* _ASSIGNED TASK_: For the entries below, the result should be an exact transcription of the lines from the one with "repository 22ceefcc52fd4e69" up to and including the one with "from the runtime.", and only those.

[Start of Attachment]

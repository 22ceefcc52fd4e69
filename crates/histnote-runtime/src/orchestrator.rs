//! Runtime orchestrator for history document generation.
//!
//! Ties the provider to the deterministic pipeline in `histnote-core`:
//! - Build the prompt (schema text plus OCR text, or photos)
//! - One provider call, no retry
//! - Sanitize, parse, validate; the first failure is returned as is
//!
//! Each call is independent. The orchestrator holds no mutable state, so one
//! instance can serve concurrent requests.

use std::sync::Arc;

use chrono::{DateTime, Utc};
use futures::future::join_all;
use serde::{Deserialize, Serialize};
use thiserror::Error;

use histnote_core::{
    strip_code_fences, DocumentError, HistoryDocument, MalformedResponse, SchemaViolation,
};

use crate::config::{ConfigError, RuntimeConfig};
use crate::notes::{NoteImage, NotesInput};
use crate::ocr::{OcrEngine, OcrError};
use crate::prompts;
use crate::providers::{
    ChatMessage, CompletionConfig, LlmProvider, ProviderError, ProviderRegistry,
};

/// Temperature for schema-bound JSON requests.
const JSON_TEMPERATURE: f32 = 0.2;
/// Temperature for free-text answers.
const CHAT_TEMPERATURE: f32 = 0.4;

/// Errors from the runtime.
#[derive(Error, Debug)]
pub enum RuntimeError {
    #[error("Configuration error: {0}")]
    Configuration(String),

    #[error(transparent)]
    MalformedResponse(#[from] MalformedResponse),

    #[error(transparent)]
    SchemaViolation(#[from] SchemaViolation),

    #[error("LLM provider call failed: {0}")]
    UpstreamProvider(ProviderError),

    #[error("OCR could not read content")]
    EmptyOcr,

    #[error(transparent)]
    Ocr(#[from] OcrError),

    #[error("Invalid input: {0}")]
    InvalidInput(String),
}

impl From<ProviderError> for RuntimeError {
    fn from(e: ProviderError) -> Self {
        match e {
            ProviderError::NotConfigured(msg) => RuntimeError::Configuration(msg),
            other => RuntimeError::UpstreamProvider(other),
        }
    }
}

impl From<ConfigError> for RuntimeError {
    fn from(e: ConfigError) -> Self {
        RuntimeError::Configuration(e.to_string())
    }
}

[End of Attachment]
[Start of Attachment]

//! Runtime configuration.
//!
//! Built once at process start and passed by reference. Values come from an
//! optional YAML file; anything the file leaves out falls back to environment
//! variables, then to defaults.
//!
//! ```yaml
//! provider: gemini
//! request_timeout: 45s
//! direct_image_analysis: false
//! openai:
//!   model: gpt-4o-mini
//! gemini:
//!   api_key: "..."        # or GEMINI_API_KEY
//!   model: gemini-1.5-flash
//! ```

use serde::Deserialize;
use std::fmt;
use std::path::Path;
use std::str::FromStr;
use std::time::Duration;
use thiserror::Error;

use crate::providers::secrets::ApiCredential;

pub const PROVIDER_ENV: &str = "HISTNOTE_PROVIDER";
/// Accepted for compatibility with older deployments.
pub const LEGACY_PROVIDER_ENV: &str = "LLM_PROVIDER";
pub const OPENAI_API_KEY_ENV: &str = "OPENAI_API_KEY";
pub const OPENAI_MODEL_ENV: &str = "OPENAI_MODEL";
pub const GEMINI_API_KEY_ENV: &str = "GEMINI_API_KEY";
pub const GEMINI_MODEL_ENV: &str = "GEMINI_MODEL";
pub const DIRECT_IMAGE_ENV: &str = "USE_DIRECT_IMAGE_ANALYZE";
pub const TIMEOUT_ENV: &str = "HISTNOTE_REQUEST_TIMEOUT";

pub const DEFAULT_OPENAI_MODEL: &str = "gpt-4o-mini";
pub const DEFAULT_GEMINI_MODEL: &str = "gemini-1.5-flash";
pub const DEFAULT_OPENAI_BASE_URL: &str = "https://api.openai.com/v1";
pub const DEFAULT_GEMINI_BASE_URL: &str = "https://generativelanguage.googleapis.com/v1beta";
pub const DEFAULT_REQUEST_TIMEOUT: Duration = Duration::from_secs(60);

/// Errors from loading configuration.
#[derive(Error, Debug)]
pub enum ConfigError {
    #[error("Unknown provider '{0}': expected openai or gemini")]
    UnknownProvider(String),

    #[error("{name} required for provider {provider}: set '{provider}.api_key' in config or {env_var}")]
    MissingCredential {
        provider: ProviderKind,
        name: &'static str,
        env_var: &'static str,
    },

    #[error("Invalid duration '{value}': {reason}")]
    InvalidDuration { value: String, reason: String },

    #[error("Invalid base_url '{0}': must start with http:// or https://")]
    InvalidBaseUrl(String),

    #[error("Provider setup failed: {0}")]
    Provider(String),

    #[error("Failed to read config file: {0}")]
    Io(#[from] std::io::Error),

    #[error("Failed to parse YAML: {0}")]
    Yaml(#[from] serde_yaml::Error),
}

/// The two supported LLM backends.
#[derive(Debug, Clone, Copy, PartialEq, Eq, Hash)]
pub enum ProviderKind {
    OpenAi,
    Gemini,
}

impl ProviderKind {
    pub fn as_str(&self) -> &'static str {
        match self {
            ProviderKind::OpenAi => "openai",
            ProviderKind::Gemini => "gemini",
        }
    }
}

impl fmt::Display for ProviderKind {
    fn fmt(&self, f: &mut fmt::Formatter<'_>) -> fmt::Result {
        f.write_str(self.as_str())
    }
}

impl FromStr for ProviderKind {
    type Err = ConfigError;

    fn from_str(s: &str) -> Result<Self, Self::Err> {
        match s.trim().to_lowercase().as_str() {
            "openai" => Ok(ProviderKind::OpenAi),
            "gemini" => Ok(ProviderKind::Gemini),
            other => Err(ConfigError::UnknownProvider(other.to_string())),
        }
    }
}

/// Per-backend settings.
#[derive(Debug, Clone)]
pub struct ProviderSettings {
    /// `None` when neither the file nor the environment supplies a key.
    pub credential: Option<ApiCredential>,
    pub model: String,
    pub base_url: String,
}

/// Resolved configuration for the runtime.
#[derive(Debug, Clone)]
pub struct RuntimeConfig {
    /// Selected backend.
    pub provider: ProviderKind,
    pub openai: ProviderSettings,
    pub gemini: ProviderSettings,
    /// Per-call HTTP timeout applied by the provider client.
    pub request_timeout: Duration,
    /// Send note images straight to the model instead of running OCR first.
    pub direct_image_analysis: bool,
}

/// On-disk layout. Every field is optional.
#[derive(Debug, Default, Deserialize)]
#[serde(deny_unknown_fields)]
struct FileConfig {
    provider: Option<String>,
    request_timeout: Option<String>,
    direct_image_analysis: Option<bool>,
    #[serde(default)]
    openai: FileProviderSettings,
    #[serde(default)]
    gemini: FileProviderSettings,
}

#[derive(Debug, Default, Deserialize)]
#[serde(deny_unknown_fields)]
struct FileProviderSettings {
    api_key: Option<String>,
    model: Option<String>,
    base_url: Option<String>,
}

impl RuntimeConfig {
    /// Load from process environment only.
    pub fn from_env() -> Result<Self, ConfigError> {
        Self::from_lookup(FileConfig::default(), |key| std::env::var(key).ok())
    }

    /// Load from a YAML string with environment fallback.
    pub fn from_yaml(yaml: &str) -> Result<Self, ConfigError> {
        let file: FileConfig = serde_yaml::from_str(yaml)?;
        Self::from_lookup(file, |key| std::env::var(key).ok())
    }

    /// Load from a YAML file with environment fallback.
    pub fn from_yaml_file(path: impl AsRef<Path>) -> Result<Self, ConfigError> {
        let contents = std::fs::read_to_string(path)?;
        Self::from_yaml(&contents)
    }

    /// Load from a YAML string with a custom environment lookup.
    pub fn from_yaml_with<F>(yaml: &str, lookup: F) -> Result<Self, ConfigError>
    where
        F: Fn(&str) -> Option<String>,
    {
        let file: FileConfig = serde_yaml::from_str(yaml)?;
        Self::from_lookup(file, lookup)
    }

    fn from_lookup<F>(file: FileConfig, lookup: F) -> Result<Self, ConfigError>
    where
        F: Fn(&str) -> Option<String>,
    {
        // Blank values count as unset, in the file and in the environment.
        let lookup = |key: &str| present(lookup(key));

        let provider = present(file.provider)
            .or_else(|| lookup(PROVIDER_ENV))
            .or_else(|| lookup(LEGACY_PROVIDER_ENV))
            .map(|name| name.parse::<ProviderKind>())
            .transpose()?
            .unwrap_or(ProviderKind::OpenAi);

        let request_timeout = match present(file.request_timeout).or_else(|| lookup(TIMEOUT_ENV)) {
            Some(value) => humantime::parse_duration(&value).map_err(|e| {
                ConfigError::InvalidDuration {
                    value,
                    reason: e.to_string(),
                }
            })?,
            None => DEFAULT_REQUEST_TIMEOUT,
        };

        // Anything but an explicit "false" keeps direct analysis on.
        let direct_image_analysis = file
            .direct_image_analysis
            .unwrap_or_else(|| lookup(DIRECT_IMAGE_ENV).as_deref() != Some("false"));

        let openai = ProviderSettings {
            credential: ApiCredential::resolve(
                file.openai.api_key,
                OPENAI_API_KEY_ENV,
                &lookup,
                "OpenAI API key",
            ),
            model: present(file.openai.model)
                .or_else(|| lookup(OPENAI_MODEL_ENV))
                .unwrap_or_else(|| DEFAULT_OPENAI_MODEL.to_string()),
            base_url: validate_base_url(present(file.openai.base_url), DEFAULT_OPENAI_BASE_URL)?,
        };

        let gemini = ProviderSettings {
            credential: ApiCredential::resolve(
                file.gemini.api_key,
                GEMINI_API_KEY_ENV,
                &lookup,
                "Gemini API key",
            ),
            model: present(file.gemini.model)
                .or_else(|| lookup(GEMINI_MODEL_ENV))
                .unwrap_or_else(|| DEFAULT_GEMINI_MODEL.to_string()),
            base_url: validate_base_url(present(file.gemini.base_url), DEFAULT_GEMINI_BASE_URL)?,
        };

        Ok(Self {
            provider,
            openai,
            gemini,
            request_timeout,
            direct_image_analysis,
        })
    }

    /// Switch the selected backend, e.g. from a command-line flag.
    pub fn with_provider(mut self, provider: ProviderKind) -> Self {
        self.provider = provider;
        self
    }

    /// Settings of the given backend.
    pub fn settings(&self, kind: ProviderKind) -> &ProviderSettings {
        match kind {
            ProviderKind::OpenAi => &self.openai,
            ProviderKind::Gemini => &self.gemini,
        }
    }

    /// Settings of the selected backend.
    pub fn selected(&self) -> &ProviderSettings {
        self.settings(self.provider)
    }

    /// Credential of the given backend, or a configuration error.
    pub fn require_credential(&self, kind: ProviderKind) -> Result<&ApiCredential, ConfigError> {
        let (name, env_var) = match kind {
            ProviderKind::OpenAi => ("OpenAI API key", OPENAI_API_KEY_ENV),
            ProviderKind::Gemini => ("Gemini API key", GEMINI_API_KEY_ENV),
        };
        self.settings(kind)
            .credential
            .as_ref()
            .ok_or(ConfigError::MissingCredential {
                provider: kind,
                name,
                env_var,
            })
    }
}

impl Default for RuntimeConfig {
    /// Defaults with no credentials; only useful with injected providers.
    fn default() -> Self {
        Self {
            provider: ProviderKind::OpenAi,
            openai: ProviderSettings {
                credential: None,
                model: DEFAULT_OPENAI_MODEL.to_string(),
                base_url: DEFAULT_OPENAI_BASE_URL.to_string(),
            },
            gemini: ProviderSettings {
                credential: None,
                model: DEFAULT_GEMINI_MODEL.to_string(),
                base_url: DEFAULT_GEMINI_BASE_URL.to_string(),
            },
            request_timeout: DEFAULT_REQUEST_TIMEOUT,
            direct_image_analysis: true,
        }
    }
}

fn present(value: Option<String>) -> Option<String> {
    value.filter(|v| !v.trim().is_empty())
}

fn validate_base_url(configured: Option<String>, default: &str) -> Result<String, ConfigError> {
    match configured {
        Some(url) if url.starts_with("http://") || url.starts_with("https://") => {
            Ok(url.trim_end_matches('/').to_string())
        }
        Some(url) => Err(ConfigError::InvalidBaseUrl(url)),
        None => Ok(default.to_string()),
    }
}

[End of Attachment]

* _SOLUTION TO THE PROBLEM_:
repository 22ceefcc52fd4e69
filename crates/histnote-runtime/src/orchestrator.rs
//! Runtime orchestrator for history document generation.
//!
//! Ties the provider to the deterministic pipeline in `histnote-core`:
//! - Build the prompt (schema text plus OCR text, or photos)
//! - One provider call, no retry
//! - Sanitize, parse, validate; the first failure is returned as is
//!
//! Each call is independent. The orchestrator holds no mutable state, so one
//! instance can serve concurrent requests.

use std::sync::Arc;

use chrono::{DateTime, Utc};
use futures::future::join_all;
use serde::{Deserialize, Serialize};
use thiserror::Error;

use histnote_core::{
    strip_code_fences, DocumentError, HistoryDocument, MalformedResponse, SchemaViolation,
};

use crate::config::{ConfigError, RuntimeConfig};
use crate::notes::{NoteImage, NotesInput};
use crate::ocr::{OcrEngine, OcrError};
use crate::prompts;
use crate::providers::{
    ChatMessage, CompletionConfig, LlmProvider, ProviderError, ProviderRegistry,
};

/// Temperature for schema-bound JSON requests.
const JSON_TEMPERATURE: f32 = 0.2;
/// Temperature for free-text answers.
const CHAT_TEMPERATURE: f32 = 0.4;

/// Errors from the runtime.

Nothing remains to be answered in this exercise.